_Data shown_.
###

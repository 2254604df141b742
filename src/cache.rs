//! Temporary on-disk frame cache.
//!
//! Container sources are decoded into a per-run directory of lossless PNG
//! files named `frame_00000000.png`, `frame_00000001.png`, ... so that a
//! lexicographic listing returns frames in index order. The directory is
//! created with a unique name and is removed when the cache is dropped,
//! whichever way the run ends, unless [`TempFrameCache::keep`] is called.

use std::path::{Path, PathBuf};

use tempfile::{Builder, TempDir};

use crate::error::ReframeError;
use crate::frame::{IndexedFrame, write_frame};

/// Prefix of every cache directory name.
pub const CACHE_DIRECTORY_PREFIX: &str = "tmp_images_";

/// Digits in a cache file index. Indices up to `10^8 - 1` fit.
pub const CACHE_INDEX_DIGITS: usize = 8;

const MAX_CACHE_INDEX: u64 = 99_999_999;
const FRAME_FILE_PREFIX: &str = "frame_";
const FRAME_FILE_EXTENSION: &str = "png";

/// File name for the frame extracted at `index`.
///
/// # Errors
///
/// [`ReframeError::CacheLimitExceeded`] when `index` needs more than
/// [`CACHE_INDEX_DIGITS`] digits, which would break lexicographic order.
pub fn frame_file_name(index: u64) -> Result<String, ReframeError> {
    if index > MAX_CACHE_INDEX {
        return Err(ReframeError::CacheLimitExceeded { index });
    }
    Ok(format!(
        "{FRAME_FILE_PREFIX}{index:0width$}.{FRAME_FILE_EXTENSION}",
        width = CACHE_INDEX_DIGITS
    ))
}

/// Recover the index from a cache file name.
pub fn parse_frame_file_name(name: &str) -> Option<u64> {
    let digits = name
        .strip_prefix(FRAME_FILE_PREFIX)?
        .strip_suffix(FRAME_FILE_EXTENSION)?
        .strip_suffix('.')?;
    if digits.len() != CACHE_INDEX_DIGITS || !digits.bytes().all(|byte| byte.is_ascii_digit()) {
        return None;
    }
    digits.parse().ok()
}

/// A uniquely named directory of extracted frames, owned by one run.
#[derive(Debug)]
pub struct TempFrameCache {
    directory: TempDir,
    stored: u64,
}

impl TempFrameCache {
    /// Create a fresh cache directory under `root`.
    ///
    /// # Errors
    ///
    /// [`ReframeError::IoError`] if the directory cannot be created.
    pub fn create_in(root: &Path) -> Result<Self, ReframeError> {
        let directory = Builder::new()
            .prefix(CACHE_DIRECTORY_PREFIX)
            .tempdir_in(root)?;
        log::debug!("Created frame cache {}", directory.path().display());
        Ok(Self {
            directory,
            stored: 0,
        })
    }

    pub fn path(&self) -> &Path {
        self.directory.path()
    }

    /// Number of frames written so far.
    pub fn len(&self) -> u64 {
        self.stored
    }

    pub fn is_empty(&self) -> bool {
        self.stored == 0
    }

    /// Write `frame` as a lossless PNG named after its index.
    pub fn store(&mut self, frame: &IndexedFrame) -> Result<PathBuf, ReframeError> {
        let path = self.directory.path().join(frame_file_name(frame.index)?);
        write_frame(&frame.image, &path)?;
        self.stored += 1;
        Ok(path)
    }

    /// The cached frames as `(index, path)`, in index order.
    ///
    /// Files that do not follow the cache naming scheme are ignored.
    pub fn entries(&self) -> Result<Vec<(u64, PathBuf)>, ReframeError> {
        let mut entries = Vec::with_capacity(self.stored as usize);
        for entry in std::fs::read_dir(self.directory.path())? {
            let path = entry?.path();
            let index = path
                .file_name()
                .and_then(|name| name.to_str())
                .and_then(parse_frame_file_name);
            if let Some(index) = index {
                entries.push((index, path));
            }
        }
        entries.sort_by_key(|(index, _)| *index);
        Ok(entries)
    }

    /// Detach the directory from the cache so it survives the run.
    pub fn keep(self) -> PathBuf {
        let path = self.directory.keep();
        log::info!("Keeping extracted frames in {}", path.display());
        path
    }

    /// Remove the directory now, reporting failures instead of ignoring
    /// them as the drop path does.
    pub fn close(self) -> Result<(), ReframeError> {
        let path = self.directory.path().to_path_buf();
        self.directory.close()?;
        log::debug!("Removed frame cache {}", path.display());
        Ok(())
    }
}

###

_Description of the task_.
What lines of the material above include "usize"? Copy each one.

_Output of the exercise_.
pub const CACHE_INDEX_DIGITS: usize = 8;
        let mut entries = Vec::with_capacity(self.stored as usize);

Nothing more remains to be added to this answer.